── Material to process
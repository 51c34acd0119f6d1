//! Move ordering: hash move, then captures by MVV-LVA, then killers, then
//! the counter move, then quiet moves by butterfly history.

use std::cmp::Reverse;

use crate::game_state::chess_rules::PIECE_VALUES;
use crate::game_state::chess_types::*;
use crate::moves::move_descriptions::Move;
use crate::search::score::MAX_PLY;

const HASH_MOVE: i32 = 1_000_000;
const TACTICAL: i32 = 100_000;
const FIRST_KILLER: i32 = 80_000;
const SECOND_KILLER: i32 = 70_000;
const COUNTER_MOVE: i32 = 60_000;
const HISTORY_LIMIT: i32 = 50_000;

type HistoryTable = [[[i32; 64]; 64]; 2];
/// Refutation indexed by the previous move's color, piece and destination.
type CounterMoveTable = [[[Move; 64]; 6]; 2];

/// Per-worker ordering memory, kept across iterations of one search.
#[derive(Debug, Clone)]
pub struct SearchHeuristics {
    killers: [[Move; 2]; MAX_PLY],
    history: Box<HistoryTable>,
    counter_moves: Box<CounterMoveTable>,
}

impl Default for SearchHeuristics {
    fn default() -> Self {
        Self {
            killers: [[Move::NONE; 2]; MAX_PLY],
            history: Box::new([[[0; 64]; 64]; 2]),
            counter_moves: Box::new([[[Move::NONE; 64]; 6]; 2]),
        }
    }
}

impl SearchHeuristics {
    #[inline]
    pub fn killers_at(&self, ply: usize) -> [Move; 2] {
        self.killers.get(ply).copied().unwrap_or([Move::NONE; 2])
    }

    #[inline]
    pub fn history(&self, side: Color, mv: Move) -> i32 {
        self.history[side.index()][mv.from() as usize][mv.to() as usize]
    }

    /// The move that last refuted the opponent's previous move, or
    /// `Move::NONE` at the root and after a null move.
    pub fn counter_move(&self, position: &Position<'_>) -> Move {
        previous_move_slot(position).map_or(Move::NONE, |(color, kind, to)| {
            self.counter_moves[color][kind][to]
        })
    }

    pub fn record_counter_move(&mut self, position: &Position<'_>, mv: Move) {
        if let Some((color, kind, to)) = previous_move_slot(position) {
            self.counter_moves[color][kind][to] = mv;
        }
    }

    /// Called when a quiet move fails high.
    pub fn record_cutoff(
        &mut self,
        side: Color,
        ply: usize,
        mv: Move,
        depth: i32,
        tried: &[Move],
    ) {
        if let Some(slot) = self.killers.get_mut(ply) {
            if slot[0] != mv {
                slot[1] = slot[0];
                slot[0] = mv;
            }
        }
        let bonus = depth * depth;
        self.adjust_history(side, mv, bonus);
        for &other in tried.iter().filter(|&&other| other != mv) {
            self.adjust_history(side, other, -bonus);
        }
    }

    fn adjust_history(&mut self, side: Color, mv: Move, delta: i32) {
        let entry = &mut self.history[side.index()][mv.from() as usize][mv.to() as usize];
        *entry = (*entry + delta).clamp(-HISTORY_LIMIT, HISTORY_LIMIT);
    }

    /// Killers are position-specific; history survives into the next search
    /// only in halved form.
    pub fn new_search(&mut self) {
        self.killers = [[Move::NONE; 2]; MAX_PLY];
        for entry in self.history.iter_mut().flatten().flatten() {
            *entry /= 2;
        }
    }
}

fn previous_move_slot(position: &Position<'_>) -> Option<(usize, usize, usize)> {
    let previous = position.last_move().filter(|mv| mv.is_some())?;
    let piece = position.piece_on(previous.to())?;
    Some((piece.color.index(), piece.kind.index(), previous.to() as usize))
}

/// Captures and promotions sort ahead of every quiet move.
#[inline]
pub fn is_tactical(position: &Position<'_>, mv: Move) -> bool {
    mv.is_promotion() || position.is_capture(mv)
}

#[inline]
pub fn mvv_lva(position: &Position<'_>, mv: Move) -> i32 {
    let victim = position
        .captured_piece(mv)
        .map_or(0, |kind| PIECE_VALUES[kind.index()]);
    let aggressor = position
        .moved_piece(mv)
        .map_or(100, |piece| PIECE_VALUES[piece.kind.index()]);
    let promotion = mv
        .promotion_kind()
        .map_or(0, |kind| PIECE_VALUES[kind.index()]);
    victim * 16 - aggressor / 10 + promotion
}

fn order_score(
    position: &Position<'_>,
    mv: Move,
    tt_move: Move,
    killers: [Move; 2],
    counter: Move,
    heuristics: &SearchHeuristics,
) -> i32 {
    if mv == tt_move {
        return HASH_MOVE;
    }
    if is_tactical(position, mv) {
        return TACTICAL + mvv_lva(position, mv);
    }
    if mv == killers[0] {
        FIRST_KILLER
    } else if mv == killers[1] {
        SECOND_KILLER
    } else if mv == counter {
        COUNTER_MOVE
    } else {
        heuristics.history(position.side_to_move(), mv)
    }
}

pub fn order_moves(
    position: &Position<'_>,
    moves: &mut [Move],
    tt_move: Move,
    killers: [Move; 2],
    heuristics: &SearchHeuristics,
) {
    let counter = heuristics.counter_move(position);
    moves.sort_by_cached_key(|&mv| {
        Reverse(order_score(position, mv, tt_move, killers, counter, heuristics))
    });
}

/// Quiescence ordering: hash move, then MVV-LVA; quiet checks last.
pub fn order_tactical_moves(position: &Position<'_>, moves: &mut [Move], tt_move: Move) {
    moves.sort_by_cached_key(|&mv| {
        Reverse(if mv == tt_move {
            HASH_MOVE
        } else if is_tactical(position, mv) {
            TACTICAL + mvv_lva(position, mv)
        } else {
            0
        })
    });
}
────
## Goal of the exercise
Only the lines that contain the string "const" are to be copied from the records.

## Response
const HASH_MOVE: i32 = 1_000_000;
const TACTICAL: i32 = 100_000;
const FIRST_KILLER: i32 = 80_000;
const SECOND_KILLER: i32 = 70_000;
const COUNTER_MOVE: i32 = 60_000;
const HISTORY_LIMIT: i32 = 50_000;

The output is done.